How animals conceive of death and dying – and what they can teach us about our own relationships with mortality.

When the opossum feels threatened, she becomes paralyzed. Her body temperature plummets, her breathing and heart rates drop to a minimum, and her glands simulate the smell of a putrefying corpse. Playing Possum explores what the opossum and other creatures can teach us about how we and other species understand mortality, and demonstrates that the concept of death, far from being a uniquely human attribute, is widespread in the animal kingdom.

With humour and empathy, Susana Monsó tells the stories of ants who attend their own funerals, chimpanzees who clean the teeth of their dead, dogs who snack on their caregivers, crows who avoid the places where they saw a carcass, elephants obsessed with collecting ivory, and whales who carry their dead for weeks. Monsó, one of today's leading experts on animal cognition and ethics, shows how there are more ways to conceive of mortality than the human way, and challenges the notion that the only emotional reactions to death worthy of our attention are ones that resemble our own.

Blending philosophical insight with new evidence from behavioural science and comparative psychology, Playing Possum dispels the anthropocentric biases that cloud our understanding of the natural world, and reveals that, when it comes to death and dying, we are just another animal.

Customer Reviews (1)

  • An exceedingly interesting take on how animals understand death
    By Leon (NHBS Catalogue Editor) 12 Oct 2024 Written for Hardback


    The Virginia opossum is one of nature's glorious weirdos, playing dead it feels threatened: she will fall over paralysed, eyes and mouth wide open, turn her tongue blue, drop her body temperature and heart rate, and, for good measure, drool, pee, poop, and excrete a foul-smelling green goo from her anal glands. "Playing" dead rather undersells it. Comparative thanatology studies how animals experience and understand death. This young discipline sits somewhere at the intersection of ethology and comparative psychology, though Susana Monsó is instead a philosopher. With Playing Possum, she has written an exceedingly interesting book that is as accessible to a general audience as it is relevant to specialists. In the process, she convincingly argues that an understanding of death is likely very widespread in nature, but also that comparative thanatology has a whole lot of growing up to do.
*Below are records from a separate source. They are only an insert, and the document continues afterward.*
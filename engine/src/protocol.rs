//! Wire types exchanged with the remote authority.
//!
//! ```text
//! pull:  { lastPulledAt, schemaVersion }  ->  { changes, timestamp }
//! push:  { changes, lastPulledAt }        ->  { ok, errors? }
//! ```
//!
//! `changes` maps a collection name to its created records, updated records
//! and deleted ids.

use crate::{record::RecordChange, CollectionName, RecordId, SchemaVersion, Timestamp};
use serde::{Deserialize, Serialize};
use std::collections::BTreeMap;

/// Changes for one collection.
#[derive(Debug, Clone, Default, PartialEq, Serialize, Deserialize)]
#[serde(rename_all = "camelCase")]
pub struct TableChanges {
    #[serde(default)]
    pub created: Vec<RecordChange>,
    #[serde(default)]
    pub updated: Vec<RecordChange>,
    #[serde(default)]
    pub deleted: Vec<RecordId>,
    /// Server deletion time per deleted id, when the remote reports it
    #[serde(default, skip_serializing_if = "BTreeMap::is_empty")]
    pub deleted_at: BTreeMap<RecordId, Timestamp>,
}

impl TableChanges {
    pub fn is_empty(&self) -> bool {
        self.created.is_empty() && self.updated.is_empty() && self.deleted.is_empty()
    }

    /// Total number of changed records.
    pub fn len(&self) -> usize {
        self.created.len() + self.updated.len() + self.deleted.len()
    }

    fn summary(&self) -> Option<String> {
        let parts: Vec<String> = [
            (self.created.len(), "created"),
            (self.updated.len(), "updated"),
            (self.deleted.len(), "deleted"),
        ]
        .into_iter()
        .filter(|(n, _)| *n > 0)
        .map(|(n, kind)| format!("{n} {kind}"))
        .collect();

        (!parts.is_empty()).then(|| parts.join(", "))
    }
}

/// Changes for every collection, keyed by collection name.
#[derive(Debug, Clone, Default, PartialEq, Serialize, Deserialize)]
#[serde(transparent)]
pub struct SyncChanges(BTreeMap<CollectionName, TableChanges>);

impl SyncChanges {
    pub fn new() -> Self {
        Self::default()
    }

    /// Changes for `collection`, created empty if missing.
    pub fn table_mut(&mut self, collection: impl Into<CollectionName>) -> &mut TableChanges {
        self.0.entry(collection.into()).or_default()
    }

    pub fn table(&self, collection: &str) -> Option<&TableChanges> {
        self.0.get(collection)
    }

    pub fn iter(&self) -> impl Iterator<Item = (&CollectionName, &TableChanges)> {
        self.0.iter()
    }

    /// True when no collection carries any change.
    pub fn is_empty(&self) -> bool {
        self.0.values().all(TableChanges::is_empty)
    }

    /// Total number of changed records across all collections.
    pub fn count(&self) -> usize {
        self.0.values().map(TableChanges::len).sum()
    }

    /// One-line human summary, e.g. `todos: 1 created, 2 deleted`.
    pub fn summary(&self) -> String {
        let tables: Vec<String> = self
            .0
            .iter()
            .filter_map(|(name, table)| table.summary().map(|s| format!("{name}: {s}")))
            .collect();
        if tables.is_empty() {
            "no changes".to_string()
        } else {
            tables.join(" | ")
        }
    }
}

impl FromIterator<(CollectionName, TableChanges)> for SyncChanges {
    fn from_iter<I: IntoIterator<Item = (CollectionName, TableChanges)>>(iter: I) -> Self {
        Self(iter.into_iter().collect())
    }
}

/// Pull request body.
#[derive(Debug, Clone, PartialEq, Eq, Serialize, Deserialize)]
#[serde(rename_all = "camelCase")]
pub struct PullRequest {
    /// `None` means "never synced": the remote sends everything
    pub last_pulled_at: Option<Timestamp>,
    pub schema_version: SchemaVersion,
}

/// Pull response body.
#[derive(Debug, Clone, Default, PartialEq, Serialize, Deserialize)]
#[serde(rename_all = "camelCase")]
pub struct PullResponse {
    #[serde(default)]
    pub changes: SyncChanges,
    /// Server time the changes are current as of
    pub timestamp: Timestamp,
}

/// Push request body.
#[derive(Debug, Clone, PartialEq, Serialize, Deserialize)]
#[serde(rename_all = "camelCase")]
pub struct PushRequest {
    pub changes: SyncChanges,
    /// Checkpoint the client pulled up to, for remote staleness checks
    pub last_pulled_at: Timestamp,
}

/// Push response body.
#[derive(Debug, Clone, PartialEq, Eq, Serialize, Deserialize)]
#[serde(rename_all = "camelCase")]
pub struct PushResponse {
    pub ok: bool,
    #[serde(default, skip_serializing_if = "Option::is_none")]
    pub errors: Option<Vec<String>>,
}

impl PushResponse {
    pub fn accepted() -> Self {
        Self {
            ok: true,
            errors: None,
        }
    }

    pub fn rejected(errors: Vec<String>) -> Self {
        Self {
            ok: false,
            errors: Some(errors),
        }
    }

    /// Joined server errors, or a generic message when none were given.
    pub fn error_message(&self) -> String {
        match &self.errors {
            Some(errors) if !errors.is_empty() => errors.join(", "),
            _ => "Push failed".to_string(),
        }
    }
}
//! Last-write-wins conflict resolution.
//!
//! Pure functions only: nothing here logs or touches storage. Callers record
//! the outcome in the audit log and apply the winning content themselves.
//!
//! # Policy
//!
//! 1. The side with the greater `updated_at` wins.
//! 2. Exact ties go to the remote. Every replica breaks ties the same way,
//!    so independent resolutions of the same conflict agree.
//! 3. A record without a usable timestamp counts as `0` and loses to any
//!    timestamped counterpart.

use crate::{
    record::{RecordChange, UPDATED_AT, UPDATED_AT_ALIAS},
    CollectionName, RecordId, Timestamp,
};
use serde::{Deserialize, Serialize};
use serde_json::{Map, Value};
use std::collections::HashMap;

/// Which side of a conflict was kept.
#[derive(Debug, Clone, Copy, PartialEq, Eq, Hash, Serialize, Deserialize)]
#[serde(rename_all = "lowercase")]
pub enum Winner {
    Local,
    Remote,
}

impl std::fmt::Display for Winner {
    fn fmt(&self, f: &mut std::fmt::Formatter<'_>) -> std::fmt::Result {
        match self {
            Winner::Local => f.write_str("local"),
            Winner::Remote => f.write_str("remote"),
        }
    }
}

/// Both versions of a record that diverged between replicas.
#[derive(Debug, Clone, PartialEq, Serialize, Deserialize)]
#[serde(rename_all = "camelCase")]
pub struct ConflictInfo {
    pub collection: CollectionName,
    pub record_id: RecordId,
    pub local_record: RecordChange,
    pub remote_record: RecordChange,
    pub local_updated_at: Timestamp,
    pub remote_updated_at: Timestamp,
}

impl ConflictInfo {
    /// Build a conflict, taking both timestamps from the records themselves.
    pub fn new(
        collection: impl Into<CollectionName>,
        local_record: RecordChange,
        remote_record: RecordChange,
    ) -> Self {
        Self {
            collection: collection.into(),
            record_id: local_record.id.clone(),
            local_updated_at: record_timestamp(&local_record),
            remote_updated_at: record_timestamp(&remote_record),
            local_record,
            remote_record,
        }
    }

    /// Build a conflict with an explicit remote timestamp, for remote
    /// changes (deletions) that carry no record of their own.
    pub fn with_remote_timestamp(
        collection: impl Into<CollectionName>,
        local_record: RecordChange,
        remote_record: RecordChange,
        remote_updated_at: Timestamp,
    ) -> Self {
        Self {
            remote_updated_at,
            ..Self::new(collection, local_record, remote_record)
        }
    }
}

/// Outcome of resolving a [`ConflictInfo`].
#[derive(Debug, Clone, PartialEq, Serialize, Deserialize)]
#[serde(rename_all = "camelCase")]
pub struct ConflictResolution {
    pub winner: Winner,
    /// Human-readable explanation citing both timestamps
    pub reason: String,
    /// Content of the winning side
    pub resolved_record: RecordChange,
}

/// Resolve a conflict by last-write-wins, remote taking exact ties.
pub fn resolve(conflict: &ConflictInfo) -> ConflictResolution {
    let local = conflict.local_updated_at;
    let remote = conflict.remote_updated_at;

    if local > remote {
        ConflictResolution {
            winner: Winner::Local,
            reason: format!("Local timestamp ({local}) is newer than remote ({remote})"),
            resolved_record: conflict.local_record.clone(),
        }
    } else if remote > local {
        ConflictResolution {
            winner: Winner::Remote,
            reason: format!("Remote timestamp ({remote}) is newer than local ({local})"),
            resolved_record: conflict.remote_record.clone(),
        }
    } else {
        ConflictResolution {
            winner: Winner::Remote,
            reason: format!("Timestamps equal ({local}). Remote wins by server authority."),
            resolved_record: conflict.remote_record.clone(),
        }
    }
}

/// Resolve a batch of conflicts, keyed by record id.
pub fn resolve_all(conflicts: &[ConflictInfo]) -> HashMap<RecordId, ConflictResolution> {
    conflicts
        .iter()
        .map(|conflict| (conflict.record_id.clone(), resolve(conflict)))
        .collect()
}

/// Extract a record's `updated_at`, falling back to `updatedAt`.
///
/// Missing, negative or non-numeric values read as `0`.
pub fn record_timestamp(record: &RecordChange) -> Timestamp {
    fields_timestamp(&record.fields)
}

/// [`record_timestamp`] over a raw field map.
pub fn fields_timestamp(fields: &Map<String, Value>) -> Timestamp {
    fields
        .get(UPDATED_AT)
        .filter(|v| !v.is_null())
        .or_else(|| fields.get(UPDATED_AT_ALIAS))
        .map_or(0, numeric_timestamp)
}

fn numeric_timestamp(value: &Value) -> Timestamp {
    if let Some(ts) = value.as_u64() {
        return ts;
    }
    match value.as_f64() {
        // Float timestamps are truncated to whole milliseconds.
        Some(ts) if ts.is_finite() && ts >= 0.0 => ts as Timestamp,
        _ => 0,
    }
}

/// True when both sides changed after `base`.
///
/// Distinguishes "both changed since last sync" from "only one side changed".
/// The engine does not gate resolution on this: id collisions are resolved
/// even when only one side moved.
pub fn has_conflict(
    local: Option<&RecordChange>,
    remote: Option<&RecordChange>,
    base: Timestamp,
) -> bool {
    match (local, remote) {
        (Some(local), Some(remote)) => {
            record_timestamp(local) > base && record_timestamp(remote) > base
        }
        _ => false,
    }
}

#[cfg(test)]
mod tests {
    use super::*;
    use serde_json::json;

    fn record(id: &str, updated_at: u64) -> RecordChange {
        RecordChange::new(id)
            .field("title", format!("v{updated_at}"))
            .field(UPDATED_AT, updated_at)
    }

    fn conflict(local: u64, remote: u64) -> ConflictInfo {
        ConflictInfo::new("todos", record("1", local), record("1", remote))
    }

    #[test]
    fn newer_local_wins() {
        let resolution = resolve(&conflict(2000, 1000));
        assert_eq!(resolution.winner, Winner::Local);
        assert_eq!(resolution.resolved_record, record("1", 2000));
        assert!(resolution.reason.contains("2000"));
        assert!(resolution.reason.contains("1000"));
    }

    #[test]
    fn newer_remote_wins() {
        let resolution = resolve(&conflict(1000, 2000));
        assert_eq!(resolution.winner, Winner::Remote);
        assert_eq!(resolution.resolved_record, record("1", 2000));
    }

    #[test]
    fn tie_goes_to_remote() {
        let resolution = resolve(&conflict(1500, 1500));
        assert_eq!(resolution.winner, Winner::Remote);
        assert!(resolution.reason.contains("server authority"));
    }

    #[test]
    fn untimestamped_record_loses() {
        let info = ConflictInfo::new("todos", RecordChange::new("1"), record("1", 1));
        assert_eq!(info.local_updated_at, 0);
        assert_eq!(resolve(&info).winner, Winner::Remote);

        let info = ConflictInfo::new("todos", record("1", 1), RecordChange::new("1"));
        assert_eq!(resolve(&info).winner, Winner::Local);
    }

    #[test]
    fn timestamp_extraction() {
        let primary = RecordChange::new("1").field("updated_at", 12345);
        assert_eq!(record_timestamp(&primary), 12345);

        let alias = RecordChange::new("1").field("updatedAt", 67890);
        assert_eq!(record_timestamp(&alias), 67890);

        let both = RecordChange::new("1")
            .field("updated_at", 12345)
            .field("updatedAt", 67890);
        assert_eq!(record_timestamp(&both), 12345);

        assert_eq!(record_timestamp(&RecordChange::new("1")), 0);

        let text = RecordChange::new("1").field("updated_at", "yesterday");
        assert_eq!(record_timestamp(&text), 0);

        let negative = RecordChange::new("1").field("updated_at", -5);
        assert_eq!(record_timestamp(&negative), 0);

        let float = RecordChange::new("1").field("updated_at", 1500.9);
        assert_eq!(record_timestamp(&float), 1500);

        let null_primary = RecordChange::new("1")
            .field("updated_at", json!(null))
            .field("updatedAt", 42);
        assert_eq!(record_timestamp(&null_primary), 42);
    }

    #[test]
    fn has_conflict_requires_both_sides_past_base() {
        let local = record("1", 2000);
        let remote = record("1", 3000);

        assert!(has_conflict(Some(&local), Some(&remote), 1000));
        assert!(!has_conflict(Some(&local), Some(&remote), 2000));
        assert!(!has_conflict(Some(&record("1", 500)), Some(&remote), 1000));
        assert!(!has_conflict(None, Some(&remote), 0));
        assert!(!has_conflict(Some(&local), None, 0));
    }

    #[test]
    fn explicit_remote_timestamp() {
        let info = ConflictInfo::with_remote_timestamp(
            "todos",
            record("1", 2000),
            RecordChange::new("1"),
            5000,
        );
        assert_eq!(info.local_updated_at, 2000);
        assert_eq!(info.remote_updated_at, 5000);
        assert_eq!(resolve(&info).winner, Winner::Remote);
    }

    #[test]
    fn resolve_all_keys_by_record() {
        let conflicts = vec![
            ConflictInfo::new("todos", record("a", 2), record("a", 1)),
            ConflictInfo::new("todos", record("b", 1), record("b", 2)),
        ];
        let results = resolve_all(&conflicts);
        assert_eq!(results["a"].winner, Winner::Local);
        assert_eq!(results["b"].winner, Winner::Remote);
    }

    mod property_tests {
        use super::*;
        use proptest::prelude::*;

        proptest! {
            #[test]
            fn prop_greater_timestamp_wins(a in 0u64..1_000_000, b in 0u64..1_000_000) {
                let resolution = resolve(&conflict(a, b));
                let expected = if a > b { Winner::Local } else { Winner::Remote };
                prop_assert_eq!(resolution.winner, expected);
            }

            #[test]
            fn prop_resolution_is_deterministic(a in 0u64..1_000_000, b in 0u64..1_000_000) {
                let info = conflict(a, b);
                prop_assert_eq!(resolve(&info), resolve(&info));
            }

            #[test]
            fn prop_replicas_agree_on_content(a in 0u64..1_000_000, b in 0u64..1_000_000) {
                // Replica A sees (a local, b remote). The authority later
                // holds whichever won; resolving again from the other side
                // must keep the same content.
                let first = resolve(&conflict(a, b)).resolved_record;
                let second = resolve(&ConflictInfo::new(
                    "todos",
                    record("1", a.max(b)),
                    first.clone(),
                ))
                .resolved_record;
                prop_assert_eq!(first.updated_at(), second.updated_at());
            }

            #[test]
            fn prop_tie_always_remote(a in 0u64..1_000_000) {
                let resolution = resolve(&conflict(a, a));
                prop_assert_eq!(resolution.winner, Winner::Remote);
                prop_assert!(resolution.reason.contains("server authority"));
            }
        }
    }
}
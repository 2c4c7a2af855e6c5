//! Zobrist hashing support for fast position identity and repetition tracking.
//!
//! The keys are generated from a fixed seed so hashes are deterministic across
//! runs, which keeps book lookups and test fixtures stable.

use std::sync::OnceLock;

use crate::game_state::{chess_types::*, game_state::GameState};

#[derive(Debug)]
struct ZobristTables {
    piece_square: [[[u64; 64]; 6]; 2],
    side_to_move: u64,
    castling: [u64; 16],
    en_passant_file: [u64; 8],
}

static TABLES: OnceLock<ZobristTables> = OnceLock::new();

#[inline]
fn tables() -> &'static ZobristTables {
    TABLES.get_or_init(build_tables)
}

fn build_tables() -> ZobristTables {
    let mut seed: u64 = 0x2545_F491_4F6C_DD1D;

    let mut piece_square = [[[0u64; 64]; 6]; 2];
    for color in &mut piece_square {
        for piece in color {
            for sq in piece {
                *sq = next_random_u64(&mut seed);
            }
        }
    }

    let side_to_move = next_random_u64(&mut seed);

    // Index 0 (no rights) stays zero so an empty rights mask adds nothing.
    let mut castling = [0u64; 16];
    for key in castling.iter_mut().skip(1) {
        *key = next_random_u64(&mut seed);
    }

    let mut en_passant_file = [0u64; 8];
    for key in &mut en_passant_file {
        *key = next_random_u64(&mut seed);
    }

    ZobristTables {
        piece_square,
        side_to_move,
        castling,
        en_passant_file,
    }
}

#[inline]
fn next_random_u64(state: &mut u64) -> u64 {
    // splitmix64
    *state = state.wrapping_add(0x9E37_79B9_7F4A_7C15);
    let mut z = *state;
    z = (z ^ (z >> 30)).wrapping_mul(0xBF58_476D_1CE4_E5B9);
    z = (z ^ (z >> 27)).wrapping_mul(0x94D0_49BB_1331_11EB);
    z ^ (z >> 31)
}

#[inline]
pub fn piece_square_key(color: Color, piece: PieceKind, square: Square) -> u64 {
    tables().piece_square[color.index()][piece.index()][square as usize]
}

#[inline]
pub fn castling_key(castling_rights: CastlingRights) -> u64 {
    tables().castling[(castling_rights & 0x0F) as usize]
}

#[inline]
pub fn en_passant_file_key(file: u8) -> u64 {
    tables().en_passant_file[(file & 7) as usize]
}

/// Xor'ed in when dark is to move.
#[inline]
pub fn side_to_move_key() -> u64 {
    tables().side_to_move
}

/// Compute the full position key from scratch.
///
/// `make_move` maintains the same value incrementally; this is the reference
/// it is checked against.
pub fn compute_zobrist_key(game_state: &GameState) -> u64 {
    let mut key = 0u64;

    for (square, piece) in game_state.squares.iter().enumerate() {
        if let Some(piece) = piece {
            key ^= piece_square_key(piece.color, piece.kind, square as Square);
        }
    }

    if game_state.side_to_move == Color::Dark {
        key ^= side_to_move_key();
    }

    key ^= castling_key(game_state.castling_rights);

    if let Some(ep_square) = game_state.en_passant_square {
        key ^= en_passant_file_key(file_of(ep_square));
    }

    key
}

#[inline]
pub fn refresh_game_state_hash(game_state: &mut GameState) {
    game_state.zobrist_key = compute_zobrist_key(game_state);
}
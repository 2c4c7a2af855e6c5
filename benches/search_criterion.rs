use std::hint::black_box;

use criterion::{criterion_group, criterion_main, BenchmarkId, Criterion};

use kestrel_chess::game_state::chess_rules::STARTING_POSITION_FEN;
use kestrel_chess::game_state::game_state::GameState;
use kestrel_chess::move_generation::move_generator::legal_moves;
use kestrel_chess::search::board_scoring::MaterialScorer;
use kestrel_chess::search::iterative_deepening::{Search, SearchLimits};
use kestrel_chess::search::transposition_table::TranspositionTable;

const POSITIONS: &[(&str, &str)] = &[
    ("start", STARTING_POSITION_FEN),
    (
        "kiwipete",
        "r3k2r/p1ppqpb1/bn2pnp1/3PN3/1p2P3/2N2Q1p/PPPBBPPP/R3K2R w KQkq - 0 1",
    ),
    ("rook_endgame", "8/2p5/3p4/KP5r/1R3p1k/8/4P1P1/8 w - - 0 1"),
];

fn bench_fixed_depth(c: &mut Criterion) {
    let mut group = c.benchmark_group("search_fixed_depth");
    group.sample_size(10);

    for &(name, fen) in POSITIONS {
        let mut game = GameState::from_fen(fen).expect("benchmark FEN should parse");
        let moves = legal_moves(&mut game).expect("benchmark position should generate");

        for depth in [3u8, 4] {
            group.bench_with_input(BenchmarkId::new(name, depth), &depth, |b, &depth| {
                b.iter(|| {
                    // Fresh table each run so every iteration does the same work.
                    let mut tt = TranspositionTable::new(16);
                    let mut root_moves = moves.clone();
                    let mut search = Search::new(
                        &game,
                        &[],
                        &mut tt,
                        &MaterialScorer,
                        SearchLimits::depth(depth),
                    );
                    let best = search
                        .iterative_deepening(black_box(&mut root_moves))
                        .expect("search should run");
                    black_box((best, search.nodes()))
                });
            });
        }
    }

    group.finish();
}

criterion_group!(search_benches, bench_fixed_depth);
criterion_main!(search_benches);
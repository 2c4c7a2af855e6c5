use std::thread;

use crate::errors::{EngineError, EngineResult};
use crate::game_state::{chess_types::*, game_state::GameState};
use crate::move_generation::legal_move_apply::{make_move, unmake_move};
use crate::move_generation::legal_move_checks::side_to_move_in_check;
use crate::move_generation::move_generator::legal_moves;
use crate::moves::chess_move::ChessMove;

#[derive(Debug, Clone, Copy, Default, PartialEq, Eq)]
pub struct PerftCounts {
    pub nodes: usize,
    pub captures: usize,
    pub en_passant: usize,
    pub castles: usize,
    pub promotions: usize,
    pub checks: usize,
}

impl PerftCounts {
    fn merge(&mut self, rhs: PerftCounts) {
        self.nodes += rhs.nodes;
        self.captures += rhs.captures;
        self.en_passant += rhs.en_passant;
        self.castles += rhs.castles;
        self.promotions += rhs.promotions;
        self.checks += rhs.checks;
    }
}

pub fn perft(game_state: &GameState, depth: u8) -> EngineResult<PerftCounts> {
    let mut work = game_state.clone();
    let mut total = PerftCounts::default();
    if depth == 0 {
        total.nodes = 1;
        return Ok(total);
    }
    perft_recurse(&mut work, depth, &mut total)?;
    Ok(total)
}

/// Same totals as [`perft`], with one worker thread per root move.
pub fn perft_multi_threaded(game_state: &GameState, depth: u8) -> EngineResult<PerftCounts> {
    if depth <= 1 {
        return perft(game_state, depth);
    }

    let mut root = game_state.clone();
    let root_moves = legal_moves(&mut root)?;

    let results: Vec<EngineResult<PerftCounts>> = thread::scope(|scope| {
        let handles: Vec<_> = root_moves
            .iter()
            .map(|mv| {
                let mut local_state = root.clone();
                scope.spawn(move || -> EngineResult<PerftCounts> {
                    let mut local = PerftCounts::default();
                    let undo = make_move(&mut local_state, mv)?;
                    perft_recurse(&mut local_state, depth - 1, &mut local)?;
                    unmake_move(&mut local_state, mv, undo);
                    Ok(local)
                })
            })
            .collect();

        handles
            .into_iter()
            .map(|handle| {
                handle.join().unwrap_or_else(|_| {
                    Err(EngineError::WorkerPanicked("perft".to_owned()))
                })
            })
            .collect()
    });

    let mut total = PerftCounts::default();
    for result in results {
        total.merge(result?);
    }
    Ok(total)
}

fn perft_recurse(
    game_state: &mut GameState,
    depth: u8,
    counts: &mut PerftCounts,
) -> EngineResult<()> {
    let moves = legal_moves(game_state)?;

    if depth == 1 {
        for mv in &moves {
            count_leaf(game_state, mv, counts)?;
        }
        return Ok(());
    }

    for mv in &moves {
        let undo = make_move(game_state, mv)?;
        perft_recurse(game_state, depth - 1, counts)?;
        unmake_move(game_state, mv, undo);
    }

    Ok(())
}

fn count_leaf(game_state: &mut GameState, mv: &ChessMove, counts: &mut PerftCounts) -> EngineResult<()> {
    let moved_kind = game_state.piece_on(mv.from).map(|p| p.kind);

    let undo = make_move(game_state, mv)?;
    counts.nodes += 1;
    if undo.captured_piece.is_some() {
        counts.captures += 1;
        if undo.captured_square != mv.to {
            counts.en_passant += 1;
        }
    }
    if moved_kind == Some(PieceKind::King) && mv.from.abs_diff(mv.to) == 2 {
        counts.castles += 1;
    }
    if mv.promotion.is_some() {
        counts.promotions += 1;
    }
    if side_to_move_in_check(game_state) {
        counts.checks += 1;
    }
    unmake_move(game_state, mv, undo);

    Ok(())
}

#[cfg(test)]
mod tests {
    use super::*;
    use crate::game_state::chess_rules::STARTING_POSITION_FEN;

    const KIWIPETE: &str = "r3k2r/p1ppqpb1/bn2pnp1/3PN3/1p2P3/2N2Q1p/PPPBBPPP/R3K2R w KQkq - 0 1";
    const POSITION_3: &str = "8/2p5/3p4/KP5r/1R3p1k/8/4P1P1/8 w - - 0 1";
    const POSITION_4: &str = "r3k2r/Pppp1ppp/1b3nbN/nP6/BBP1P3/q4N2/Pp1P2PP/R2Q1RK1 w kq - 0 1";
    const POSITION_5: &str = "rnbq1k1r/pp1Pbppp/2p5/8/2B5/8/PPP1NnPP/RNBQK2R w KQ - 1 8";

    fn nodes(fen: &str, depth: u8) -> usize {
        let game = GameState::from_fen(fen).expect("FEN should parse");
        perft(&game, depth).expect("perft should run").nodes
    }

    #[test]
    fn perft_depth_zero_counts_single_node() {
        assert_eq!(nodes(STARTING_POSITION_FEN, 0), 1);
    }

    #[test]
    fn starting_position_counts() {
        assert_eq!(nodes(STARTING_POSITION_FEN, 1), 20);
        assert_eq!(nodes(STARTING_POSITION_FEN, 2), 400);

        let game = GameState::from_fen(STARTING_POSITION_FEN).expect("FEN should parse");
        let counts = perft(&game, 3).expect("perft should run");
        assert_eq!(counts.nodes, 8902);
        assert_eq!(counts.captures, 34);
        assert_eq!(counts.checks, 12);
    }

    #[test]
    fn kiwipete_counts() {
        let game = GameState::from_fen(KIWIPETE).expect("FEN should parse");
        let d1 = perft(&game, 1).expect("perft should run");
        assert_eq!(d1.nodes, 48);
        assert_eq!(d1.captures, 8);
        assert_eq!(d1.castles, 2);

        let d2 = perft(&game, 2).expect("perft should run");
        assert_eq!(d2.nodes, 2039);
        assert_eq!(d2.captures, 351);
        assert_eq!(d2.en_passant, 1);
        assert_eq!(d2.castles, 91);
        assert_eq!(d2.checks, 3);
    }

    #[test]
    fn tricky_position_counts() {
        assert_eq!(nodes(POSITION_3, 1), 14);
        assert_eq!(nodes(POSITION_3, 2), 191);
        assert_eq!(nodes(POSITION_3, 3), 2812);
        assert_eq!(nodes(POSITION_4, 1), 6);
        assert_eq!(nodes(POSITION_4, 2), 264);
        assert_eq!(nodes(POSITION_5, 1), 44);
        assert_eq!(nodes(POSITION_5, 2), 1486);
    }

    #[test]
    fn multi_threaded_matches_single_threaded() {
        let game = GameState::from_fen(KIWIPETE).expect("FEN should parse");
        let single = perft(&game, 2).expect("perft should run");
        let multi = perft_multi_threaded(&game, 2).expect("perft should run");
        assert_eq!(single, multi);
    }
}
    As she points out, philosophers often drive friends and family up the wall by answering every question with a "Well, it depends". As a consequence, the first half of the book is dedicated to preliminaries before the second half gets to the heart of the question. Though this may try the patience of the general reader, I implore you to stick with it; there are two good reasons for doing so.

    First is that Monsó takes nothing for granted here. She systematically explores and defines everything you need to know, making good use of subheadings to structure this part. The question of whether animals understand death readily divides people into two opposing camps. Monsó instead shows that the matter is much more nuanced than that and her exploration is like a fractal pattern. At every layer down, further detail and complexity are revealed, all of it relevant to the argument she is building. What three types of arguments do we have in favour of animals possessing a mind? What three methods are used to study animal minds? What are the criteria for a minimal concept of death? Why is this a valid concept? What, even, *is* a concept?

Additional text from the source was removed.